The following is a very general explanation of Angelman Syndrome written for parents. For a more sophisticated explanation of AS, see the About Angelman Syndrome section in this website.
Angelman Syndrome (or AS) is caused by the lack of function of one specific gene, called UBE3A. To understand this, we first need to understand how chromosomes and genes work together to allow our brains to function.
A typical person has 46 chromosomes inside every cell in their body. We inherit 23 chromosomes from one parent and 23 from the other. Chromosomes are like the instruction manuals containing all the detailed information our cells need in order for our brains and bodies to grow and function. Chromosomes are numbered like volumes in a set of encyclopedias. We inherit one copy of each chromosome from each parent, giving us two copies of each chromosome. We all have two copies of the chromosomes numbered from 1 to 22, plus a sex chromosome inherited from each parent.

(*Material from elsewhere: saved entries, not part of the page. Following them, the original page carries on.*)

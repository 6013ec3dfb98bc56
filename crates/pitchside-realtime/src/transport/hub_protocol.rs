//! JSON hub protocol codec.
//!
//! Records are JSON objects terminated by the ASCII record separator
//! (`0x1E`); several records may share one WebSocket frame. The `type`
//! field selects the message kind.

use serde::{Deserialize, Serialize};
use url::Url;

use crate::error::RealtimeError;

pub const RECORD_SEPARATOR: char = '\u{1e}';

const INVOCATION: u8 = 1;
const COMPLETION: u8 = 3;
const PING: u8 = 6;
const CLOSE: u8 = 7;

/// A decoded hub protocol message.
#[derive(Debug, Clone, PartialEq)]
pub enum HubMessage {
    Invocation {
        invocation_id: Option<String>,
        target: String,
        arguments: Vec<serde_json::Value>,
    },
    Completion {
        invocation_id: String,
        result: Option<serde_json::Value>,
        error: Option<String>,
    },
    Ping,
    Close {
        error: Option<String>,
        allow_reconnect: bool,
    },
    /// Stream items, cancellations and anything newer than this client.
    Other(u8),
}

#[derive(Debug, Default, Serialize, Deserialize)]
#[serde(rename_all = "camelCase")]
struct RawMessage {
    #[serde(rename = "type")]
    kind: u8,
    #[serde(default, skip_serializing_if = "Option::is_none")]
    invocation_id: Option<String>,
    #[serde(default, skip_serializing_if = "Option::is_none")]
    target: Option<String>,
    #[serde(default, skip_serializing_if = "Option::is_none")]
    arguments: Option<Vec<serde_json::Value>>,
    #[serde(default, skip_serializing_if = "Option::is_none")]
    result: Option<serde_json::Value>,
    #[serde(default, skip_serializing_if = "Option::is_none")]
    error: Option<String>,
    #[serde(default, skip_serializing_if = "Option::is_none")]
    allow_reconnect: Option<bool>,
}

#[derive(Debug, Serialize)]
struct HandshakeRequest<'a> {
    protocol: &'a str,
    version: u32,
}

#[derive(Debug, Deserialize)]
struct HandshakeResponse {
    #[serde(default)]
    error: Option<String>,
}

/// The first record a client sends after the socket opens.
pub fn handshake_request() -> String {
    let body = serde_json::to_string(&HandshakeRequest {
        protocol: "json",
        version: 1,
    })
    .unwrap_or_else(|_| r#"{"protocol":"json","version":1}"#.to_string());
    format!("{body}{RECORD_SEPARATOR}")
}

/// Check the server's handshake reply.
pub fn parse_handshake(record: &str) -> Result<(), RealtimeError> {
    let response: HandshakeResponse = serde_json::from_str(record)
        .map_err(|e| RealtimeError::Protocol(format!("malformed handshake response: {e}")))?;
    match response.error {
        Some(error) => Err(classify_server_error(&error)),
        None => Ok(()),
    }
}

/// Split a frame into its non-empty records.
pub fn split_records(frame: &str) -> impl Iterator<Item = &str> {
    frame.split(RECORD_SEPARATOR).filter(|r| !r.trim().is_empty())
}

pub fn encode(message: &HubMessage) -> Result<String, RealtimeError> {
    let raw = match message {
        HubMessage::Invocation {
            invocation_id,
            target,
            arguments,
        } => RawMessage {
            kind: INVOCATION,
            invocation_id: invocation_id.clone(),
            target: Some(target.clone()),
            arguments: Some(arguments.clone()),
            ..RawMessage::default()
        },
        HubMessage::Completion {
            invocation_id,
            result,
            error,
        } => RawMessage {
            kind: COMPLETION,
            invocation_id: Some(invocation_id.clone()),
            result: result.clone(),
            error: error.clone(),
            ..RawMessage::default()
        },
        HubMessage::Ping => RawMessage {
            kind: PING,
            ..RawMessage::default()
        },
        HubMessage::Close {
            error,
            allow_reconnect,
        } => RawMessage {
            kind: CLOSE,
            error: error.clone(),
            allow_reconnect: Some(*allow_reconnect),
            ..RawMessage::default()
        },
        HubMessage::Other(kind) => RawMessage {
            kind: *kind,
            ..RawMessage::default()
        },
    };
    let body = serde_json::to_string(&raw)
        .map_err(|e| RealtimeError::Protocol(format!("failed to encode message: {e}")))?;
    Ok(format!("{body}{RECORD_SEPARATOR}"))
}

pub fn decode(record: &str) -> Result<HubMessage, RealtimeError> {
    let raw: RawMessage = serde_json::from_str(record)
        .map_err(|e| RealtimeError::Protocol(format!("malformed hub message: {e}")))?;
    let message = match raw.kind {
        INVOCATION => HubMessage::Invocation {
            invocation_id: raw.invocation_id,
            target: raw
                .target
                .ok_or_else(|| RealtimeError::Protocol("invocation without target".into()))?,
            arguments: raw.arguments.unwrap_or_default(),
        },
        COMPLETION => HubMessage::Completion {
            invocation_id: raw
                .invocation_id
                .ok_or_else(|| RealtimeError::Protocol("completion without id".into()))?,
            result: raw.result,
            error: raw.error,
        },
        PING => HubMessage::Ping,
        CLOSE => HubMessage::Close {
            error: raw.error,
            allow_reconnect: raw.allow_reconnect.unwrap_or(false),
        },
        other => HubMessage::Other(other),
    };
    Ok(message)
}

/// Map a server close onto the error taxonomy. `None` is a clean close.
pub fn classify_close(error: Option<&str>) -> Option<RealtimeError> {
    error.map(classify_server_error)
}

fn classify_server_error(error: &str) -> RealtimeError {
    let lower = error.to_ascii_lowercase();
    let auth = ["unauthorized", "forbidden", "401", "403", "token expired", "invalid token"]
        .iter()
        .any(|needle| lower.contains(needle));
    if auth {
        RealtimeError::AuthFailure(error.to_string())
    } else {
        RealtimeError::Transient(error.to_string())
    }
}

/// WebSocket URL for a hub endpoint with the bearer token attached.
pub fn hub_url(endpoint: &str, token: &str) -> Result<Url, RealtimeError> {
    let mut url = Url::parse(endpoint.trim())
        .map_err(|e| RealtimeError::Protocol(format!("invalid hub endpoint {endpoint:?}: {e}")))?;
    let scheme = match url.scheme() {
        "http" | "ws" => "ws",
        "https" | "wss" => "wss",
        other => {
            return Err(RealtimeError::Protocol(format!(
                "unsupported hub scheme {other:?}"
            )))
        }
    };
    url.set_scheme(scheme)
        .map_err(|()| RealtimeError::Protocol(format!("cannot switch {endpoint:?} to {scheme}")))?;
    url.query_pairs_mut().append_pair("access_token", token);
    Ok(url)
}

This is a karyotype, or map, of the human chromosomes. You can see each set of chromosomes matched up from biggest (chromosome 1) to smallest (chromosome 22). We can think of each chromosome as a volume in an encyclopedia with two copies of each chromosome.
Our genes are like the individual topics in the set of encyclopedias. Different genes are located in each chromosome the way that information might be organized in an encyclopedia. Scientists only understand a fraction of how our genes help cause good health or disease and exactly how each gene functions.
It is likely that we all have a number of genetic errors in our chromosomes. This is one reason why it is good that we have two of each chromosome to draw from: if one chromosome has an error, our cells can easily get the information they need from the second chromosome. Nature has provided us with a great back-up system to ensure our cells always have the instructions they need for our brains and bodies to function even when there are inevitable errors in our chromosomes.
The important chromosome for Angelman Syndrome is number 15. This chromosome has a region that is “imprinted.” Imprinting means that some genes on the chromosome are “turned on” or “turned off” depending on which parent contributed the chromosome. Going back to the set of encyclopedias, imagine that we have two versions of the 15th volume, but a chapter in the volume inherited from the father has been washed out and the “pages” are now blank. Similarly, a different chapter in the volume from the mother is washed out and the pages appear blank. Imprinting occurs at the time of conception as part of the normal development of the fetus and each of us have regions on some of our chromosomes that are imprinted, meaning that only one parent’s genetic information is available to our cells as instructions on how to grow and develop. In imprinted regions of our chromosomes, only one parent’s information is accessible to cells in the brain and body, so there is no back-up system if there is an error in the remaining chromosome.
This illustration of Chromosome 15 highlights in red the section that contains the UBE3a gene and is often deleted from the maternal chromosome in Angelman Syndrome.
There are many mechanisms that cause what is known as Angelman Syndrome. The most common is a “deletion.” If the 15th chromosome is like a volume in an encyclopedia, with a special chapter that is only in the volume inherited from the mother, then imagine that chapter has been torn out. This is a bit similar to how most people with Angelman Syndrome have a deletion in their chromosome 15. There is a missing chapter in their volume so the brain is missing some of the instructions it needs to grow and develop. The father’s chapter is present but was “washed out” due to the natural process of imprinting so the pages appear blank and the cells in the brain can’t access the information.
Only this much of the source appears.